Collected data:
================

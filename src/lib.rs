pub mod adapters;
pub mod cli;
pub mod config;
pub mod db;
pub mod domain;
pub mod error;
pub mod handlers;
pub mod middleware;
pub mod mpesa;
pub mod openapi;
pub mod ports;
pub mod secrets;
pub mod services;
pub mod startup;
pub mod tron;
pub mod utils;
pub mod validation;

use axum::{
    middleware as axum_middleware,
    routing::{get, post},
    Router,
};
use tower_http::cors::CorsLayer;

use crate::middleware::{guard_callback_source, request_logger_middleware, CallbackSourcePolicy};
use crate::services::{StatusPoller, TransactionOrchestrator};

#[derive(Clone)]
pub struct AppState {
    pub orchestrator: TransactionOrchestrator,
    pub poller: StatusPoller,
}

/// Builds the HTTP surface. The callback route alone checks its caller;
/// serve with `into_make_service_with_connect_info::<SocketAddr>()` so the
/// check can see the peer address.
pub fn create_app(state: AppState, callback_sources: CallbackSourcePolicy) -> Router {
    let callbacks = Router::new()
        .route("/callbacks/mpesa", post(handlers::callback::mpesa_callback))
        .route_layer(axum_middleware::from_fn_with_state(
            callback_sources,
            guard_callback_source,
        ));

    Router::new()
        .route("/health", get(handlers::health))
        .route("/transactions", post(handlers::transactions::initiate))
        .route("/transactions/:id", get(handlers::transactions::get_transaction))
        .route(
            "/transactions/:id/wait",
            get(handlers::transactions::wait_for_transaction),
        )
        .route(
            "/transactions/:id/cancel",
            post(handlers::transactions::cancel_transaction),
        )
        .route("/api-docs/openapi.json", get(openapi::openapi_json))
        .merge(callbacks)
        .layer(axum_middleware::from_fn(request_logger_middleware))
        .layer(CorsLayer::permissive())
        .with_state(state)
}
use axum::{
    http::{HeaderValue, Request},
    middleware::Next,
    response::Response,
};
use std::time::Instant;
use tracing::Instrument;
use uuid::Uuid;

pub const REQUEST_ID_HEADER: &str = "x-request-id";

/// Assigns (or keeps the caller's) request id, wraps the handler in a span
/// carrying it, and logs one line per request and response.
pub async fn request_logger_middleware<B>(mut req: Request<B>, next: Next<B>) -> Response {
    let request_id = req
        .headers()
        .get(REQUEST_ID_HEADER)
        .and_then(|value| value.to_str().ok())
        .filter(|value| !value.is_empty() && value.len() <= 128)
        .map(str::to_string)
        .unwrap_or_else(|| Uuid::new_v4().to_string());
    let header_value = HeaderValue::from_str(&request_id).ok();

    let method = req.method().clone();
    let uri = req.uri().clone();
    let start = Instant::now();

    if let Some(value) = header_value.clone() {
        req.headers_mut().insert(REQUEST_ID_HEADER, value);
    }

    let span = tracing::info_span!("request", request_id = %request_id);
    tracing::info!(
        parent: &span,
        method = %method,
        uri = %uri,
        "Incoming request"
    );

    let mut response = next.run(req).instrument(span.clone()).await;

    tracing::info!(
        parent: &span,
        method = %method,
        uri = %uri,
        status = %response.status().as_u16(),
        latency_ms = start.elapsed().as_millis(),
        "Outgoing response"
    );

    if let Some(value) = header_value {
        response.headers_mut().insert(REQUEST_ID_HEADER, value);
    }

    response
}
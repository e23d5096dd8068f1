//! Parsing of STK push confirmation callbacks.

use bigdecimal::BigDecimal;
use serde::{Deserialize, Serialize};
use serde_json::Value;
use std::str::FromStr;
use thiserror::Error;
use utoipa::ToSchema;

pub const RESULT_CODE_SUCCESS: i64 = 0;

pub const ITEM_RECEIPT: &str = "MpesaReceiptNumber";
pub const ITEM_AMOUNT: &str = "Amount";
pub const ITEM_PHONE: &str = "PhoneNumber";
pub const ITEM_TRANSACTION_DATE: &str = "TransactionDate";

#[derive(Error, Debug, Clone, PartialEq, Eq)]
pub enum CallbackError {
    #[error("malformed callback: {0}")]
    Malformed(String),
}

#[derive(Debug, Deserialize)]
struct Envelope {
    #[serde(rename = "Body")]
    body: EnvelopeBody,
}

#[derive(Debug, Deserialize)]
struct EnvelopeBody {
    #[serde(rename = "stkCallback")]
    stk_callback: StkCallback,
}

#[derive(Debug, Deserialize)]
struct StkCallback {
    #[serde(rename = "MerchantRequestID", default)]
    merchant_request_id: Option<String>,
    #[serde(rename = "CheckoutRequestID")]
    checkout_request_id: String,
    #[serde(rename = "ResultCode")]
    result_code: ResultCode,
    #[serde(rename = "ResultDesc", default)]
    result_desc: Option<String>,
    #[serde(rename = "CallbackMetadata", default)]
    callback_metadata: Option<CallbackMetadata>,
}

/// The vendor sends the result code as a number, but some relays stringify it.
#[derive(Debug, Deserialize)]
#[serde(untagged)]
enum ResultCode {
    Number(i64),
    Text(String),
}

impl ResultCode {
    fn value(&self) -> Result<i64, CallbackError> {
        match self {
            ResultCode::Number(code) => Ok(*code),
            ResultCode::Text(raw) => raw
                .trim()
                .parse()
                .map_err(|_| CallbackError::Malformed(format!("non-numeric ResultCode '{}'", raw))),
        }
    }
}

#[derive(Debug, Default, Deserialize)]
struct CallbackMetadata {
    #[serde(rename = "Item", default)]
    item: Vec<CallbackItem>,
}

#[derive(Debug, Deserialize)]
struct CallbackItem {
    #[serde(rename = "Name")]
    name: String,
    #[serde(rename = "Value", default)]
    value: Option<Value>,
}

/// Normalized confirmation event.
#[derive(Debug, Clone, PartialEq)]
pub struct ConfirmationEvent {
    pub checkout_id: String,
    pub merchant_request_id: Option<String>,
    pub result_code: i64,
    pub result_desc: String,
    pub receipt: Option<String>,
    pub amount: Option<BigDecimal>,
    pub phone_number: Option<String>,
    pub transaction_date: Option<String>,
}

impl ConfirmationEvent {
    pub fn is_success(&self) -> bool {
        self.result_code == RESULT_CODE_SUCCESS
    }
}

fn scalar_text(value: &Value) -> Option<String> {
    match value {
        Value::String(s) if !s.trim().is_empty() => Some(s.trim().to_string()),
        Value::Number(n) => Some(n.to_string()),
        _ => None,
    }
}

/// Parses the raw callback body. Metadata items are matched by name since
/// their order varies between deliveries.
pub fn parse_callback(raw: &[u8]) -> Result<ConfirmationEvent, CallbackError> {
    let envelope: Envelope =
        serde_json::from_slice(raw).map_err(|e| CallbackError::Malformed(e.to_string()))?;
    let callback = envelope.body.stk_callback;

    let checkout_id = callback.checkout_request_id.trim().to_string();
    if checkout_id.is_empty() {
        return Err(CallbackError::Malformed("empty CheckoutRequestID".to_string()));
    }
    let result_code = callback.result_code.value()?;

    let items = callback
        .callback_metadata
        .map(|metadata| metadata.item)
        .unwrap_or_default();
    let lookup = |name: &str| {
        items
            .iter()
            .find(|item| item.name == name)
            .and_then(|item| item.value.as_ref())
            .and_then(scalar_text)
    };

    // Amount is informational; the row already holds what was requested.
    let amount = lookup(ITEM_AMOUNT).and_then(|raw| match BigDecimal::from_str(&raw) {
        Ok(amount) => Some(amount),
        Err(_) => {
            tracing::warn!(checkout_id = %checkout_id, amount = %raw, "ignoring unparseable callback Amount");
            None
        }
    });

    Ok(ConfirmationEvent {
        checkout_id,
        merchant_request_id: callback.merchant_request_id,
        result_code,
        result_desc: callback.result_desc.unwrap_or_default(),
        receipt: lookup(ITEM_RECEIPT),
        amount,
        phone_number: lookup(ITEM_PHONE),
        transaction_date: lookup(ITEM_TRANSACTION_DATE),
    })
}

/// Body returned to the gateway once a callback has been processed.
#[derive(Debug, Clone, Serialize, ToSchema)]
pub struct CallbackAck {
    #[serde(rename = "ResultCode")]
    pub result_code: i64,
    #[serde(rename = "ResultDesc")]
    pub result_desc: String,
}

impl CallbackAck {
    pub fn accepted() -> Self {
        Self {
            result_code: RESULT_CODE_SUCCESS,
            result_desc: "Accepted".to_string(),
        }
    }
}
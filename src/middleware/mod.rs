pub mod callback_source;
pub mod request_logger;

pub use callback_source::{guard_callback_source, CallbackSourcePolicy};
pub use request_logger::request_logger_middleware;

================

The entries above hold a line with "pub struct AppState" and a later line with "AppState, callback_sources: CallbackSourcePolicy)". Write out exactly those lines and all lines between, nothing more.

pub struct AppState {
    pub orchestrator: TransactionOrchestrator,
    pub poller: StatusPoller,
}

/// Builds the HTTP surface. The callback route alone checks its caller;
/// serve with `into_make_service_with_connect_info::<SocketAddr>()` so the
/// check can see the peer address.
pub fn create_app(state: AppState, callback_sources: CallbackSourcePolicy) -> Router {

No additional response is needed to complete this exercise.